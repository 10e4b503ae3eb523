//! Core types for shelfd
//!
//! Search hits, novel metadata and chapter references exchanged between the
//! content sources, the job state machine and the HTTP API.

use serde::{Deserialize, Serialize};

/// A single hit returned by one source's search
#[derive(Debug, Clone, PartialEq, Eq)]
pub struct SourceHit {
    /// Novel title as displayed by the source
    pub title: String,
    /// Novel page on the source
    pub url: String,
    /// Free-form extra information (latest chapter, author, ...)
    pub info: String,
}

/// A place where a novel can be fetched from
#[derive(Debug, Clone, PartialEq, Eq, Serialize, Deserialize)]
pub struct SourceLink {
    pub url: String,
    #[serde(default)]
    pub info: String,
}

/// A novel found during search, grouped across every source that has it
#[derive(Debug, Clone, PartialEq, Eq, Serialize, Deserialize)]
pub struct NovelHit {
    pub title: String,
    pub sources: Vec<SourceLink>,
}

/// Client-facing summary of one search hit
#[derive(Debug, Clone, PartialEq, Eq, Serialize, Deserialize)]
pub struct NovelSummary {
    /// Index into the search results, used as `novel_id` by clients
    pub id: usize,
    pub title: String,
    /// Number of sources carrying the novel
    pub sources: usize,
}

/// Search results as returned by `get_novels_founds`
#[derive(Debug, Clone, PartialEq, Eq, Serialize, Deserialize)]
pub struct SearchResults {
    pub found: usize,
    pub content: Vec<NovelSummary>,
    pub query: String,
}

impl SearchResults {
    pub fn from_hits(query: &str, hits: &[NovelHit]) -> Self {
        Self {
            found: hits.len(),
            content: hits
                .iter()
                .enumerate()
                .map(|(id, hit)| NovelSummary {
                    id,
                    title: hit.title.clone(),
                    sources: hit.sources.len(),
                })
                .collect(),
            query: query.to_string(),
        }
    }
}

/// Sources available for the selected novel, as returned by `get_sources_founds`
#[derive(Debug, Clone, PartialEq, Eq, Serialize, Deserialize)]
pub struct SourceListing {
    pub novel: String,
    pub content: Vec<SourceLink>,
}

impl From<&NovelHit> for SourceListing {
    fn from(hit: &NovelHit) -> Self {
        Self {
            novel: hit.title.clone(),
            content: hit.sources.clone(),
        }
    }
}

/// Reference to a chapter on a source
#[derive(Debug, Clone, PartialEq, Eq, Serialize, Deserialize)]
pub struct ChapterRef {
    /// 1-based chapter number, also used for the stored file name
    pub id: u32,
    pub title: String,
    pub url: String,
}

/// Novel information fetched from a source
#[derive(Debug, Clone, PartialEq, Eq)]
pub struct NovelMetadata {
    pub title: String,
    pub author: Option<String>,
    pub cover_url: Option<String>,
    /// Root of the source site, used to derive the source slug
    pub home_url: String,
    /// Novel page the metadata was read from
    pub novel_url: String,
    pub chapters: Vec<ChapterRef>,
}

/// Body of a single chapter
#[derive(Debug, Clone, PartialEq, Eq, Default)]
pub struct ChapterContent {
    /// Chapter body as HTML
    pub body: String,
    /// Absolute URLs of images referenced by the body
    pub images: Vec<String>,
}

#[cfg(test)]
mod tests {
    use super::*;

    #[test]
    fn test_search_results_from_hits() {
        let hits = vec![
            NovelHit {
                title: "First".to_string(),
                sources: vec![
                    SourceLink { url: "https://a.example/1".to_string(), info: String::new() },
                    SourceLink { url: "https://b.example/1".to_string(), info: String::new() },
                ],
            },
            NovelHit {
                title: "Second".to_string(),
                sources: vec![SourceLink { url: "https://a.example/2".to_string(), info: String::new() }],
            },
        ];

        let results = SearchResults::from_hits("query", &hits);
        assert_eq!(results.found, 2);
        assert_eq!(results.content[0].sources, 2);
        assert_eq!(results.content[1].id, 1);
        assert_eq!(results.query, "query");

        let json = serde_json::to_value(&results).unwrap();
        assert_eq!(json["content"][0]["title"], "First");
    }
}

====

ABOUT THIS TASK ->
Nothing may be dropped or altered; repeat every record in full.

RESPONSE TO THIS EXERCISE ->
repository 10e4b503ae3eb523
//! Core types for shelfd
//!
//! Search hits, novel metadata and chapter references exchanged between the
//! content sources, the job state machine and the HTTP API.

use serde::{Deserialize, Serialize};

/// A single hit returned by one source's search
#[derive(Debug, Clone, PartialEq, Eq)]
pub struct SourceHit {
    /// Novel title as displayed by the source
    pub title: String,
    /// Novel page on the source
    pub url: String,
    /// Free-form extra information (latest chapter, author, ...)
    pub info: String,
}

/// A place where a novel can be fetched from
#[derive(Debug, Clone, PartialEq, Eq, Serialize, Deserialize)]
pub struct SourceLink {
    pub url: String,
    #[serde(default)]
    pub info: String,
}

/// A novel found during search, grouped across every source that has it
#[derive(Debug, Clone, PartialEq, Eq, Serialize, Deserialize)]
pub struct NovelHit {
    pub title: String,
    pub sources: Vec<SourceLink>,
}

/// Client-facing summary of one search hit
#[derive(Debug, Clone, PartialEq, Eq, Serialize, Deserialize)]
pub struct NovelSummary {
    /// Index into the search results, used as `novel_id` by clients
    pub id: usize,
    pub title: String,
    /// Number of sources carrying the novel
    pub sources: usize,
}

/// Search results as returned by `get_novels_founds`
#[derive(Debug, Clone, PartialEq, Eq, Serialize, Deserialize)]
pub struct SearchResults {
    pub found: usize,
    pub content: Vec<NovelSummary>,
    pub query: String,
}

impl SearchResults {
    pub fn from_hits(query: &str, hits: &[NovelHit]) -> Self {
        Self {
            found: hits.len(),
            content: hits
                .iter()
                .enumerate()
                .map(|(id, hit)| NovelSummary {
                    id,
                    title: hit.title.clone(),
                    sources: hit.sources.len(),
                })
                .collect(),
            query: query.to_string(),
        }
    }
}

/// Sources available for the selected novel, as returned by `get_sources_founds`
#[derive(Debug, Clone, PartialEq, Eq, Serialize, Deserialize)]
pub struct SourceListing {
    pub novel: String,
    pub content: Vec<SourceLink>,
}

impl From<&NovelHit> for SourceListing {
    fn from(hit: &NovelHit) -> Self {
        Self {
            novel: hit.title.clone(),
            content: hit.sources.clone(),
        }
    }
}

/// Reference to a chapter on a source
#[derive(Debug, Clone, PartialEq, Eq, Serialize, Deserialize)]
pub struct ChapterRef {
    /// 1-based chapter number, also used for the stored file name
    pub id: u32,
    pub title: String,
    pub url: String,
}

/// Novel information fetched from a source
#[derive(Debug, Clone, PartialEq, Eq)]
pub struct NovelMetadata {
    pub title: String,
    pub author: Option<String>,
    pub cover_url: Option<String>,
    /// Root of the source site, used to derive the source slug
    pub home_url: String,
    /// Novel page the metadata was read from
    pub novel_url: String,
    pub chapters: Vec<ChapterRef>,
}

/// Body of a single chapter
#[derive(Debug, Clone, PartialEq, Eq, Default)]
pub struct ChapterContent {
    /// Chapter body as HTML
    pub body: String,
    /// Absolute URLs of images referenced by the body
    pub images: Vec<String>,
}

#[cfg(test)]
mod tests {
    use super::*;

    #[test]
    fn test_search_results_from_hits() {
        let hits = vec![
            NovelHit {
                title: "First".to_string(),
                sources: vec![
                    SourceLink { url: "https://a.example/1".to_string(), info: String::new() },
                    SourceLink { url: "https://b.example/1".to_string(), info: String::new() },
                ],
            },
            NovelHit {
                title: "Second".to_string(),
                sources: vec![SourceLink { url: "https://a.example/2".to_string(), info: String::new() }],
            },
        ];

        let results = SearchResults::from_hits("query", &hits);
        assert_eq!(results.found, 2);
        assert_eq!(results.content[0].sources, 2);
        assert_eq!(results.content[1].id, 1);
        assert_eq!(results.query, "query");

        let json = serde_json::to_value(&results).unwrap();
        assert_eq!(json["content"][0]["title"], "First");
    }
}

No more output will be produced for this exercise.